DIRECTIONS FOR THIS TASK
Your task is to extract every line from the material below exactly.

INFORMATION SHOWN
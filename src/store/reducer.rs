//! Contenedor de estado logístico
//!
//! `reduce` es el único mutador del estado visible de paquetes y rutas.
//! Cada acción aplica exactamente un efecto; las secuencias de cambios se
//! componen despachando varias acciones. No valida invariantes de las
//! entidades: los llamantes son de confianza.

use serde::{de, Deserialize, Deserializer, Serialize};
use serde_json::Value;

use crate::models::{Package, Route};

#[derive(Debug, Clone, Default, PartialEq, Serialize)]
#[serde(rename_all = "camelCase")]
pub struct LogisticsState {
    pub packages: Vec<Package>,
    pub routes: Vec<Route>,
    pub is_loading: bool,
    pub error: Option<String>,
}

impl LogisticsState {
    pub fn find_package(&self, id: &str) -> Option<&Package> {
        self.packages.iter().find(|p| p.id == id)
    }

    pub fn find_route(&self, id: &str) -> Option<&Route> {
        self.routes.iter().find(|r| r.id == id)
    }
}

/// Acciones aceptadas por el contenedor, con forma `{"type", "payload"}`
#[derive(Debug, Clone, PartialEq, Deserialize)]
#[serde(remote = "Self", tag = "type", content = "payload", rename_all = "SCREAMING_SNAKE_CASE")]
pub enum LogisticsAction {
    SetPackages(Vec<Package>),
    SetRoutes(Vec<Route>),
    UpdatePackage(Package),
    AddPackage(Package),
    DeletePackage(String),
    AddRoute(Route),
    UpdateRoute(Route),
    SetLoading(bool),
    SetError(Option<String>),
    /// Cualquier tipo desconocido: el estado queda igual
    #[serde(skip_deserializing)]
    Unknown,
}

impl LogisticsAction {
    const KNOWN_TYPES: [&'static str; 9] = [
        "SET_PACKAGES",
        "SET_ROUTES",
        "UPDATE_PACKAGE",
        "ADD_PACKAGE",
        "DELETE_PACKAGE",
        "ADD_ROUTE",
        "UPDATE_ROUTE",
        "SET_LOADING",
        "SET_ERROR",
    ];

    pub fn name(&self) -> &'static str {
        match self {
            LogisticsAction::SetPackages(_) => "SET_PACKAGES",
            LogisticsAction::SetRoutes(_) => "SET_ROUTES",
            LogisticsAction::UpdatePackage(_) => "UPDATE_PACKAGE",
            LogisticsAction::AddPackage(_) => "ADD_PACKAGE",
            LogisticsAction::DeletePackage(_) => "DELETE_PACKAGE",
            LogisticsAction::AddRoute(_) => "ADD_ROUTE",
            LogisticsAction::UpdateRoute(_) => "UPDATE_ROUTE",
            LogisticsAction::SetLoading(_) => "SET_LOADING",
            LogisticsAction::SetError(_) => "SET_ERROR",
            LogisticsAction::Unknown => "UNKNOWN",
        }
    }
}

// Un `type` desconocido se decodifica como `Unknown` sin mirar el payload
impl<'de> Deserialize<'de> for LogisticsAction {
    fn deserialize<D: Deserializer<'de>>(deserializer: D) -> Result<Self, D::Error> {
        let value = Value::deserialize(deserializer)?;
        let action_type = value
            .get("type")
            .and_then(Value::as_str)
            .ok_or_else(|| <D::Error as de::Error>::missing_field("type"))?;

        if !Self::KNOWN_TYPES.contains(&action_type) {
            return Ok(LogisticsAction::Unknown);
        }
        LogisticsAction::deserialize(value).map_err(de::Error::custom)
    }
}

pub fn reduce(mut state: LogisticsState, action: LogisticsAction) -> LogisticsState {
    match action {
        LogisticsAction::SetPackages(packages) => state.packages = packages,
        LogisticsAction::SetRoutes(routes) => state.routes = routes,
        LogisticsAction::UpdatePackage(package) => {
            // Reemplazo completo por id; un id inexistente no inserta
            for existing in state.packages.iter_mut().filter(|p| p.id == package.id) {
                *existing = package.clone();
            }
        }
        LogisticsAction::AddPackage(package) => state.packages.push(package),
        LogisticsAction::DeletePackage(id) => state.packages.retain(|p| p.id != id),
        LogisticsAction::AddRoute(route) => state.routes.push(route),
        LogisticsAction::UpdateRoute(route) => {
            for existing in state.routes.iter_mut().filter(|r| r.id == route.id) {
                *existing = route.clone();
            }
        }
        LogisticsAction::SetLoading(is_loading) => state.is_loading = is_loading,
        LogisticsAction::SetError(error) => state.error = error,
        LogisticsAction::Unknown => {}
    }
    state
}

WRITTEN SOLUTION
filename src/store/reducer.rs
//! Contenedor de estado logístico
//!
//! `reduce` es el único mutador del estado visible de paquetes y rutas.
//! Cada acción aplica exactamente un efecto; las secuencias de cambios se
//! componen despachando varias acciones. No valida invariantes de las
//! entidades: los llamantes son de confianza.

use serde::{de, Deserialize, Deserializer, Serialize};
use serde_json::Value;

use crate::models::{Package, Route};

#[derive(Debug, Clone, Default, PartialEq, Serialize)]
#[serde(rename_all = "camelCase")]
pub struct LogisticsState {
    pub packages: Vec<Package>,
    pub routes: Vec<Route>,
    pub is_loading: bool,
    pub error: Option<String>,
}

impl LogisticsState {
    pub fn find_package(&self, id: &str) -> Option<&Package> {
        self.packages.iter().find(|p| p.id == id)
    }

    pub fn find_route(&self, id: &str) -> Option<&Route> {
        self.routes.iter().find(|r| r.id == id)
    }
}

/// Acciones aceptadas por el contenedor, con forma `{"type", "payload"}`
#[derive(Debug, Clone, PartialEq, Deserialize)]
#[serde(remote = "Self", tag = "type", content = "payload", rename_all = "SCREAMING_SNAKE_CASE")]
pub enum LogisticsAction {
    SetPackages(Vec<Package>),
    SetRoutes(Vec<Route>),
    UpdatePackage(Package),
    AddPackage(Package),
    DeletePackage(String),
    AddRoute(Route),
    UpdateRoute(Route),
    SetLoading(bool),
    SetError(Option<String>),
    /// Cualquier tipo desconocido: el estado queda igual
    #[serde(skip_deserializing)]
    Unknown,
}

impl LogisticsAction {
    const KNOWN_TYPES: [&'static str; 9] = [
        "SET_PACKAGES",
        "SET_ROUTES",
        "UPDATE_PACKAGE",
        "ADD_PACKAGE",
        "DELETE_PACKAGE",
        "ADD_ROUTE",
        "UPDATE_ROUTE",
        "SET_LOADING",
        "SET_ERROR",
    ];

    pub fn name(&self) -> &'static str {
        match self {
            LogisticsAction::SetPackages(_) => "SET_PACKAGES",
            LogisticsAction::SetRoutes(_) => "SET_ROUTES",
            LogisticsAction::UpdatePackage(_) => "UPDATE_PACKAGE",
            LogisticsAction::AddPackage(_) => "ADD_PACKAGE",
            LogisticsAction::DeletePackage(_) => "DELETE_PACKAGE",
            LogisticsAction::AddRoute(_) => "ADD_ROUTE",
            LogisticsAction::UpdateRoute(_) => "UPDATE_ROUTE",
            LogisticsAction::SetLoading(_) => "SET_LOADING",
            LogisticsAction::SetError(_) => "SET_ERROR",
            LogisticsAction::Unknown => "UNKNOWN",
        }
    }
}

// Un `type` desconocido se decodifica como `Unknown` sin mirar el payload
impl<'de> Deserialize<'de> for LogisticsAction {
    fn deserialize<D: Deserializer<'de>>(deserializer: D) -> Result<Self, D::Error> {
        let value = Value::deserialize(deserializer)?;
        let action_type = value
            .get("type")
            .and_then(Value::as_str)
            .ok_or_else(|| <D::Error as de::Error>::missing_field("type"))?;

        if !Self::KNOWN_TYPES.contains(&action_type) {
            return Ok(LogisticsAction::Unknown);
        }
        LogisticsAction::deserialize(value).map_err(de::Error::custom)
    }
}

pub fn reduce(mut state: LogisticsState, action: LogisticsAction) -> LogisticsState {
    match action {
        LogisticsAction::SetPackages(packages) => state.packages = packages,
        LogisticsAction::SetRoutes(routes) => state.routes = routes,
        LogisticsAction::UpdatePackage(package) => {
            // Reemplazo completo por id; un id inexistente no inserta
            for existing in state.packages.iter_mut().filter(|p| p.id == package.id) {
                *existing = package.clone();
            }
        }
        LogisticsAction::AddPackage(package) => state.packages.push(package),
        LogisticsAction::DeletePackage(id) => state.packages.retain(|p| p.id != id),
        LogisticsAction::AddRoute(route) => state.routes.push(route),
        LogisticsAction::UpdateRoute(route) => {
            for existing in state.routes.iter_mut().filter(|r| r.id == route.id) {
                *existing = route.clone();
            }
        }
        LogisticsAction::SetLoading(is_loading) => state.is_loading = is_loading,
        LogisticsAction::SetError(error) => state.error = error,
        LogisticsAction::Unknown => {}
    }
    state
}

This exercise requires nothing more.